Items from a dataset
-------------------------

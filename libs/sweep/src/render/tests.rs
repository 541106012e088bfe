use rust_decimal_macros::dec;
use test_log::test;

use super::*;
use crate::{parse_directives, LibId, Temperature};

const INVERTER: &str = "* Inverter delay
** ngc_param vdd_p 2.7 3.3
** ngc_lib models.lib(mos_typ) tt ff
** ngc_temp -40 125
** ngc_out delay

.lib /path/to/libs/models.lib mos_typ
.lib /path/to/libs/models.lib res_typ
.param vdd_p=3.0 vss_p = 0
Vdd vdd 0 {vdd_p}
.tran 0.1n 100n
.end
";

fn first_corner(netlist: &str) -> String {
    let spec = parse_directives(netlist).spec;
    let corner = spec.corner(0).unwrap();
    Renderer::new(netlist, &spec).render(&corner)
}

#[test]
fn renders_every_substitution_point() {
    let spec = parse_directives(INVERTER).spec;
    let renderer = Renderer::new(INVERTER, &spec);
    let corner = spec.corners().unwrap().last().unwrap();
    assert_eq!(
        renderer.render(&corner),
        "* Inverter delay
** ngc_param vdd_p 2.7 3.3
** ngc_lib models.lib(mos_typ) tt ff
** ngc_temp -40 125
** ngc_out delay

.lib /path/to/libs/models.lib ff
.lib /path/to/libs/models.lib res_typ
.param vdd_p=3.3 vss_p = 0
Vdd vdd 0 {vdd_p}
.temp 125
.tran 0.1n 100n
.end
"
    );
}

#[test]
fn only_substitution_points_change() {
    let spec = parse_directives(INVERTER).spec;
    let renderer = Renderer::new(INVERTER, &spec);
    for corner in spec.corners().unwrap() {
        let rendered = renderer.render(&corner);
        let changed: Vec<_> = rendered
            .lines()
            .filter(|line| !INVERTER.lines().any(|orig| orig == *line))
            .collect();
        assert_eq!(changed.len(), 3, "{}", rendered);
        assert!(changed[0].starts_with(".lib "));
        assert!(changed[1].starts_with(".param "));
        assert!(changed[2].starts_with(".temp "));
    }
}

#[test]
fn rendered_param_reads_back() {
    let spec = parse_directives(INVERTER).spec;
    let renderer = Renderer::new(INVERTER, &spec);
    for corner in spec.corners().unwrap() {
        let rendered = renderer.render(&corner);
        let line = rendered
            .lines()
            .find(|line| line.starts_with(".param"))
            .unwrap();
        let caps = ASSIGNMENT.captures(line).unwrap();
        assert_eq!(&caps[1], "vdd_p");
        assert_eq!(&caps[3], corner.param("vdd_p").unwrap().as_str());
    }
}

#[test]
fn params_match_case_insensitively_and_keep_spacing() {
    let netlist = "** ngc_param VDD 1.8\n  .PARAM  Vdd  =  3.3 cl=1p\n";
    assert_eq!(
        first_corner(netlist),
        "** ngc_param VDD 1.8\n  .PARAM  Vdd  =  1.8 cl=1p\n.temp 25\n"
    );
}

#[test]
fn replaces_brace_expression_values() {
    let netlist = "** ngc_param vdd_p 2.7\n.param vdd_p = { 3.0 * 1.1 } cl={2*c0}\n.op\n";
    assert_eq!(
        first_corner(netlist),
        "** ngc_param vdd_p 2.7\n.param vdd_p = 2.7 cl={2*c0}\n.temp 25\n.op\n"
    );
}

#[test]
fn replaces_quoted_expression_values() {
    let netlist = "** ngc_param w 1u
** ngc_param l 90n
.param w = '2*lmin' lmin=45n
.param l=\"lmin + 5n\" m=2
.op
";
    assert_eq!(
        first_corner(netlist),
        "** ngc_param w 1u
** ngc_param l 90n
.param w = 1u lmin=45n
.param l=90n m=2
.temp 25
.op
"
    );
}

#[test]
fn replaces_lib_key() {
    let netlist = "** ngc_lib ptm45.lib(mos_typ) ff\n.lib /models/ptm45.lib mos_typ\n";
    assert_eq!(
        first_corner(netlist),
        "** ngc_lib ptm45.lib(mos_typ) ff\n.lib /models/ptm45.lib ff\n.temp 25\n"
    );
}

#[test]
fn lib_key_and_file_must_match() {
    let netlist = "** ngc_lib ptm45.lib(mos_typ) ff
.lib /models/ptm45.lib res_typ
.lib /models/notptm45.lib mos_typ
.lib \"/models/ptm45.lib\" MOS_TYP $ quoted
.lib mos_typ
";
    assert_eq!(
        first_corner(netlist),
        "** ngc_lib ptm45.lib(mos_typ) ff
.lib /models/ptm45.lib res_typ
.lib /models/notptm45.lib mos_typ
.lib \"/models/ptm45.lib\" ff $ quoted
.lib mos_typ
.temp 25
"
    );
}

#[test]
fn keyed_axes_take_precedence_over_keyless() {
    let mut spec = SweepSpec::new();
    spec.set_lib(LibId::new("models.lib", None), ["any"]);
    spec.set_lib(LibId::new("models.lib", Some("mos_typ")), ["ff"]);
    let netlist = ".lib models.lib mos_typ\n.lib lib/models.lib res_typ\n";
    let corner = spec.corner(0).unwrap();
    assert_eq!(
        Renderer::new(netlist, &spec).render(&corner),
        ".lib models.lib ff\n.lib lib/models.lib any\n.temp 25\n"
    );
}

#[test]
fn overwrites_every_existing_temp_line() {
    let netlist = "** ngc_temp 27.5\n  .TEMP 25\n.temp\n.tran 1n 10n\n";
    assert_eq!(
        first_corner(netlist),
        "** ngc_temp 27.5\n  .temp 27.5\n.temp 27.5\n.tran 1n 10n\n"
    );
}

#[test]
fn inserts_temp_before_first_analysis() {
    let netlist = "** ngc_temp -40\nR1 a 0 1k\n.control\nrun\n.endc\n.op\n.end\n";
    assert_eq!(
        first_corner(netlist),
        "** ngc_temp -40\nR1 a 0 1k\n.temp -40\n.control\nrun\n.endc\n.op\n.end\n"
    );
}

#[test]
fn inserts_temp_before_end() {
    let netlist = "** ngc_temp 0\nR1 a 0 1k\n.END\n";
    assert_eq!(first_corner(netlist), "** ngc_temp 0\nR1 a 0 1k\n.temp 0\n.END\n");
}

#[test]
fn appends_temp_without_analysis_or_end() {
    assert_eq!(
        first_corner("** ngc_temp 85\nR1 a 0 1k\n"),
        "** ngc_temp 85\nR1 a 0 1k\n.temp 85\n"
    );
    assert_eq!(
        first_corner("** ngc_temp 85\nR1 a 0 1k"),
        "** ngc_temp 85\nR1 a 0 1k\n.temp 85\n"
    );
}

#[test]
fn default_temperature_overwrites_netlist_temperature() {
    let netlist = "** ngc_param a 2\n.param a=1\n.temp 50\n.op\n.end\n";
    assert_eq!(
        first_corner(netlist),
        "** ngc_param a 2\n.param a=2\n.temp 25\n.op\n.end\n"
    );

    let mut spec = parse_directives(netlist).spec;
    spec.set_default_temperature(Temperature::new(dec!(-10)));
    let corner = spec.corner(0).unwrap();
    assert_eq!(
        Renderer::new(netlist, &spec).render(&corner),
        "** ngc_param a 2\n.param a=2\n.temp -10\n.op\n.end\n"
    );
}

#[test]
fn preserves_crlf_line_endings() {
    let netlist = "** ngc_param a 2\r\n** ngc_temp 27\r\n.param a=1\r\n.op\r\n.end";
    assert_eq!(
        first_corner(netlist),
        "** ngc_param a 2\r\n** ngc_temp 27\r\n.param a=2\r\n.temp 27\r\n.op\r\n.end"
    );
}

#[test]
fn unmatched_lines_are_byte_identical() {
    let netlist = "* title\n\n.subckt inv a y\n  M1 y a 0 0 nmos w=1u\n.ends\n.end\n";
    let spec = SweepSpec::new();
    let corner = spec.corner(0).unwrap();
    assert_eq!(
        Renderer::new(netlist, &spec).render(&corner),
        "* title\n\n.subckt inv a y\n  M1 y a 0 0 nmos w=1u\n.ends\n.temp 25\n.end\n"
    );
}

#[test]
fn renders_programmatic_temperature() {
    let mut spec = SweepSpec::new();
    spec.add_temperature(Temperature::new(dec!(-55.0)));
    let corner = spec.corner(0).unwrap();
    assert_eq!(
        Renderer::new(".tran 1n 10n\n", &spec).render(&corner),
        ".temp -55.0\n.tran 1n 10n\n"
    );
}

-------------------------

[Task description]:
Looking at the records above, work out how many lines include the word "caps", then give that number by itself.

[Exercise solution]:
3